Not sure I can help, but keep in mind, Access has a 2GB file size limit.

You might try saving the file using a different character set.  Not sure, but something like Notepad++ might be able to do that (opening the file could take many minutes... or longer).
Notepad++ can definitely change the encoding... if it can open it.
Avatar of mouseware
mouseware

similar situation with even larger file... i used 7zip to split the file into manageable "chunks" using STORE mode (no compression). Then check each end of file and start of another to ensure the split didn't' happen in the middle of the line. If it did, i corrected it.
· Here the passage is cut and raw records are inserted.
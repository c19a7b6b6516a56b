//! Shared spec harness: temp project layout + binary invocation helpers.

#![allow(dead_code)]

use std::path::{Path, PathBuf};
use std::process::Output;

pub use std::time::Duration;

/// Env vars the harness controls; cleared from every invocation so ambient
/// configuration cannot leak into specs.
const PYJOB_ENV: &[&str] = &[
    "PYJOB_SCRIPT_DIR",
    "PYJOB_OUTPUT_DIR",
    "PYJOB_INTERPRETER",
    "PYJOB_PYTHON",
    "PYJOB_SCRIPT_EXT",
];

/// A bare `pyjob` invocation with no project configured.
pub fn cli() -> SpecCmd {
    SpecCmd::new()
}

/// Temp script + output directories for one spec.
pub struct Project {
    root: tempfile::TempDir,
}

impl Project {
    pub fn empty() -> Self {
        let root = tempfile::tempdir().expect("create temp project");
        std::fs::create_dir(root.path().join("scripts")).expect("create scripts dir");
        std::fs::create_dir(root.path().join("outputs")).expect("create outputs dir");
        Self { root }
    }

    pub fn scripts_dir(&self) -> PathBuf {
        self.root.path().join("scripts")
    }

    pub fn outputs_dir(&self) -> PathBuf {
        self.root.path().join("outputs")
    }

    /// Write a script into the scripts directory.
    pub fn script(&self, name: &str, body: &str) {
        std::fs::write(self.scripts_dir().join(name), body).expect("write script");
    }

    /// List filenames currently in the outputs directory.
    pub fn output_files(&self) -> Vec<String> {
        let mut names: Vec<String> = std::fs::read_dir(self.outputs_dir())
            .expect("read outputs dir")
            .map(|e| e.expect("dir entry").file_name().to_string_lossy().into_owned())
            .collect();
        names.sort();
        names
    }

    /// A `pyjob` invocation preconfigured for this project, using `sh` as
    /// the interpreter so specs run without a Python install.
    pub fn pyjob(&self) -> SpecCmd {
        cli()
            .env("PYJOB_SCRIPT_DIR", self.scripts_dir())
            .env("PYJOB_OUTPUT_DIR", self.outputs_dir())
            .env("PYJOB_INTERPRETER", "sh")
            .env("PYJOB_SCRIPT_EXT", "sh")
    }

    /// Poll `pyjob status` until the job reports finished.
    pub fn wait_for_finish(&self, id: &str) {
        for _ in 0..100 {
            let out = self.pyjob().args(&["status", id]).run();
            if out.status.success() && stdout_of(&out).starts_with("finished") {
                return;
            }
            std::thread::sleep(Duration::from_millis(50));
        }
        panic!("detached job {id} did not finish in time");
    }
}

/// Builder around the compiled `pyjob` binary.
pub struct SpecCmd {
    cmd: assert_cmd::Command,
}

impl SpecCmd {
    fn new() -> Self {
        let mut cmd = assert_cmd::Command::cargo_bin("pyjob").expect("pyjob binary");
        for var in PYJOB_ENV {
            cmd.env_remove(var);
        }
        Self { cmd }
    }

    pub fn env(mut self, key: &str, value: impl AsRef<Path>) -> Self {
        self.cmd.env(key, value.as_ref());
        self
    }

    pub fn args(mut self, args: &[&str]) -> Self {
        self.cmd.args(args);
        self
    }

    fn run(mut self) -> Output {
        self.cmd.output().expect("run pyjob")
    }

    /// Run and require a zero exit.
    pub fn passes(self) -> SpecOutput {
        let output = self.run();
        assert!(
            output.status.success(),
            "expected success, got {:?}\nstdout: {}\nstderr: {}",
            output.status.code(),
            String::from_utf8_lossy(&output.stdout),
            String::from_utf8_lossy(&output.stderr),
        );
        SpecOutput { output }
    }

    /// Run and require a nonzero exit.
    pub fn fails(self) -> SpecOutput {
        let output = self.run();
        assert!(
            !output.status.success(),
            "expected failure, got success\nstdout: {}",
            String::from_utf8_lossy(&output.stdout),
        );
        SpecOutput { output }
    }

    /// Run and require a specific exit code.
    pub fn exits_with(self, code: i32) -> SpecOutput {
        let output = self.run();
        assert_eq!(
            output.status.code(),
            Some(code),
            "stdout: {}\nstderr: {}",
            String::from_utf8_lossy(&output.stdout),
            String::from_utf8_lossy(&output.stderr),
        );
        SpecOutput { output }
    }
}

fn stdout_of(output: &Output) -> String {
    String::from_utf8_lossy(&output.stdout).into_owned()
}

/// Captured output with chainable content assertions.
pub struct SpecOutput {
    output: Output,
}

impl SpecOutput {
    pub fn stdout(&self) -> String {
        stdout_of(&self.output)
    }

    pub fn stderr(&self) -> String {
        String::from_utf8_lossy(&self.output.stderr).into_owned()
    }

    pub fn stdout_has(self, needle: &str) -> Self {
        assert!(
            self.stdout().contains(needle),
            "stdout missing {needle:?}\nstdout: {}",
            self.stdout(),
        );
        self
    }

    pub fn stderr_has(self, needle: &str) -> Self {
        assert!(
            self.stderr().contains(needle),
            "stderr missing {needle:?}\nstderr: {}",
            self.stderr(),
        );
        self
    }
}
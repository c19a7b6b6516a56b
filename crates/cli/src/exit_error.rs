// SPDX-License-Identifier: BUSL-1.1
// Copyright (c) 2026 Alfred Jean LLC

//! Custom error type that carries a process exit code.
//!
//! Commands return `ExitError` instead of calling `std::process::exit()`
//! directly, allowing `main()` to handle process termination.

use std::fmt;

#[derive(Debug)]
pub struct ExitError {
    pub code: i32,
    pub message: String,
}

impl ExitError {
    pub fn new(code: i32, message: impl Into<String>) -> Self {
        Self {
            code,
            message: message.into(),
        }
    }

    /// Mirror a foreground child's exit code. No message — the child's
    /// output has already been printed.
    pub fn child_status(code: i32) -> Self {
        Self::new(code, String::new())
    }
}

impl fmt::Display for ExitError {
    fn fmt(&self, f: &mut fmt::Formatter<'_>) -> fmt::Result {
        write!(f, "{}", self.message)
    }
}

impl std::error::Error for ExitError {}
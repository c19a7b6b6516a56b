// SPDX-License-Identifier: BUSL-1.1
// Copyright (c) 2026 Alfred Jean LLC

//! Persisted job output: one file per detached job, keyed by id
//!
//! The store owns no state beyond a directory path. Detached jobs write
//! `{id}.{out_ext}` via shell redirection and `{id}.status` once the
//! interpreter exits; the store reads, deletes, and age-prunes those files.
//! Concurrent access is coordinated only by the host filesystem.

use std::fs;
use std::io;
use std::path::{Path, PathBuf};
use std::time::{Duration, UNIX_EPOCH};

use pyjob_core::{Clock, JobId, SystemClock};

use crate::error::StoreError;

/// Extension of the exit-code sidecar written by the detachment wrapper.
pub const STATUS_EXT: &str = "status";

/// Path of the output file for a job.
pub fn output_file(dir: &Path, id: &JobId, out_ext: &str) -> PathBuf {
    dir.join(format!("{id}.{out_ext}"))
}

/// Path of the exit-code sidecar for a job.
pub fn status_file(dir: &Path, id: &JobId) -> PathBuf {
    dir.join(format!("{id}.{STATUS_EXT}"))
}

/// Completion state of a detached job, as far as the store can tell.
///
/// The store cannot observe the process itself; it only sees what the
/// detachment wrapper left on disk.
#[derive(Debug, Clone, Copy, PartialEq, Eq)]
pub enum JobStatus {
    /// Output file exists but no exit code has been recorded yet
    Running,
    /// The wrapper recorded the interpreter's exit code
    Finished(i32),
}

pyjob_core::simple_display! {
    JobStatus {
        Running => "running",
        Finished(..) => "finished",
    }
}

/// Directory of output files keyed by job id.
///
/// Generic over [`Clock`] so retention ages are deterministic in tests.
#[derive(Clone)]
pub struct ResultStore<C: Clock = SystemClock> {
    dir: PathBuf,
    out_ext: String,
    clock: C,
}

impl ResultStore<SystemClock> {
    pub fn new(dir: impl Into<PathBuf>, out_ext: impl Into<String>) -> Self {
        Self::with_clock(dir, out_ext, SystemClock)
    }
}

impl<C: Clock> ResultStore<C> {
    pub fn with_clock(dir: impl Into<PathBuf>, out_ext: impl Into<String>, clock: C) -> Self {
        Self {
            dir: dir.into(),
            out_ext: out_ext.into(),
            clock,
        }
    }

    /// Directory the store reads and writes.
    pub fn dir(&self) -> &Path {
        &self.dir
    }

    /// Path of the output file for a job.
    pub fn output_path(&self, id: &JobId) -> PathBuf {
        output_file(&self.dir, id, &self.out_ext)
    }

    /// Path of the exit-code sidecar for a job.
    pub fn status_path(&self, id: &JobId) -> PathBuf {
        status_file(&self.dir, id)
    }

    /// Full current contents of a job's output file.
    ///
    /// A job that is still running reads as empty or partial content; a job
    /// that never existed and one whose output was pruned both read as
    /// [`StoreError::NotFound`]. Bytes that are not valid UTF-8 (the child's
    /// encoding is configurable) are replaced rather than rejected.
    pub fn get(&self, id: &JobId) -> Result<String, StoreError> {
        match fs::read(self.output_path(id)) {
            Ok(bytes) => Ok(String::from_utf8_lossy(&bytes).into_owned()),
            Err(err) if err.kind() == io::ErrorKind::NotFound => {
                Err(StoreError::NotFound { id: id.clone() })
            }
            Err(err) => Err(StoreError::Io(err)),
        }
    }

    /// Completion state of a job.
    ///
    /// [`StoreError::NotFound`] when there is no output file at all. A
    /// sidecar that exists but does not parse as an exit code yet (the
    /// wrapper may be mid-write) reads as [`JobStatus::Running`].
    pub fn status(&self, id: &JobId) -> Result<JobStatus, StoreError> {
        if !self.output_path(id).is_file() {
            return Err(StoreError::NotFound { id: id.clone() });
        }
        match fs::read_to_string(self.status_path(id)) {
            Ok(contents) => Ok(contents
                .trim()
                .parse::<i32>()
                .map(JobStatus::Finished)
                .unwrap_or(JobStatus::Running)),
            Err(err) if err.kind() == io::ErrorKind::NotFound => Ok(JobStatus::Running),
            Err(err) => Err(StoreError::Io(err)),
        }
    }

    /// Remove one job's output file and sidecar.
    pub fn delete(&self, id: &JobId) -> Result<(), StoreError> {
        match fs::remove_file(self.output_path(id)) {
            Ok(()) => {}
            Err(err) if err.kind() == io::ErrorKind::NotFound => {
                return Err(StoreError::NotFound { id: id.clone() })
            }
            Err(err) => return Err(StoreError::Io(err)),
        }
        match fs::remove_file(self.status_path(id)) {
            Ok(()) => Ok(()),
            Err(err) if err.kind() == io::ErrorKind::NotFound => Ok(()),
            Err(err) => Err(StoreError::Io(err)),
        }
    }

    /// Remove output files whose modification time is older than
    /// `now - max_age`; returns how many were removed.
    ///
    /// `max_age` of zero removes every output file. Files without the output
    /// extension are untouched; each pruned job's sidecar goes with it but is
    /// not counted. An individual removal failure does not abort the scan —
    /// remaining files are still processed and the call ends with
    /// [`StoreError::PruneIncomplete`] so failures are never silent.
    ///
    /// The cutoff comparison is inclusive so `prune(0)` removes files created
    /// in the same clock instant even on coarse-mtime filesystems.
    pub fn prune(&self, max_age: Duration) -> Result<usize, StoreError> {
        let cutoff_ms = self
            .clock
            .epoch_ms()
            .saturating_sub(max_age.as_millis() as u64);

        let mut removed = 0usize;
        let mut failed = 0usize;
        for entry in fs::read_dir(&self.dir)? {
            let path = entry?.path();
            if path.extension().and_then(|e| e.to_str()) != Some(self.out_ext.as_str()) {
                continue;
            }
            let Some(mtime_ms) = modified_epoch_ms(&path) else {
                // Raced with deletion, or metadata unreadable; either way the
                // file cannot be aged.
                failed += 1;
                continue;
            };
            if mtime_ms > cutoff_ms {
                continue;
            }
            match fs::remove_file(&path) {
                Ok(()) => {
                    removed += 1;
                    remove_sidecar(&path);
                }
                Err(err) if err.kind() == io::ErrorKind::NotFound => {
                    // Another prune got here first; nothing left to count.
                }
                Err(err) => {
                    tracing::warn!(
                        path = %path.display(),
                        error = %err,
                        "failed to remove output file during prune"
                    );
                    failed += 1;
                }
            }
        }

        if failed > 0 {
            Err(StoreError::PruneIncomplete { removed, failed })
        } else {
            Ok(removed)
        }
    }
}

fn modified_epoch_ms(path: &Path) -> Option<u64> {
    let modified = fs::metadata(path).ok()?.modified().ok()?;
    let since_epoch = modified.duration_since(UNIX_EPOCH).ok()?;
    Some(since_epoch.as_millis() as u64)
}

fn remove_sidecar(output_path: &Path) {
    let sidecar = output_path.with_extension(STATUS_EXT);
    if let Err(err) = fs::remove_file(&sidecar) {
        if err.kind() != io::ErrorKind::NotFound {
            tracing::warn!(
                path = %sidecar.display(),
                error = %err,
                "failed to remove status sidecar during prune"
            );
        }
    }
}

#[cfg(test)]
#[path = "store_tests.rs"]
mod tests;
Then used EditPad Pro (which shoudl open 4GB + http://www.editpadpro.com/manual/epponly.html) to update encoding, then ended up bulk importing into SQL
Avatar of katerina-p

ASKER

Access has a 2GB file size limit.
Yea I know - I only need to save a few hundred k lines from the file, but they're at random line numbers.

Notepad++ can't open it either
i used 7zip to split the file into manageable "chunks"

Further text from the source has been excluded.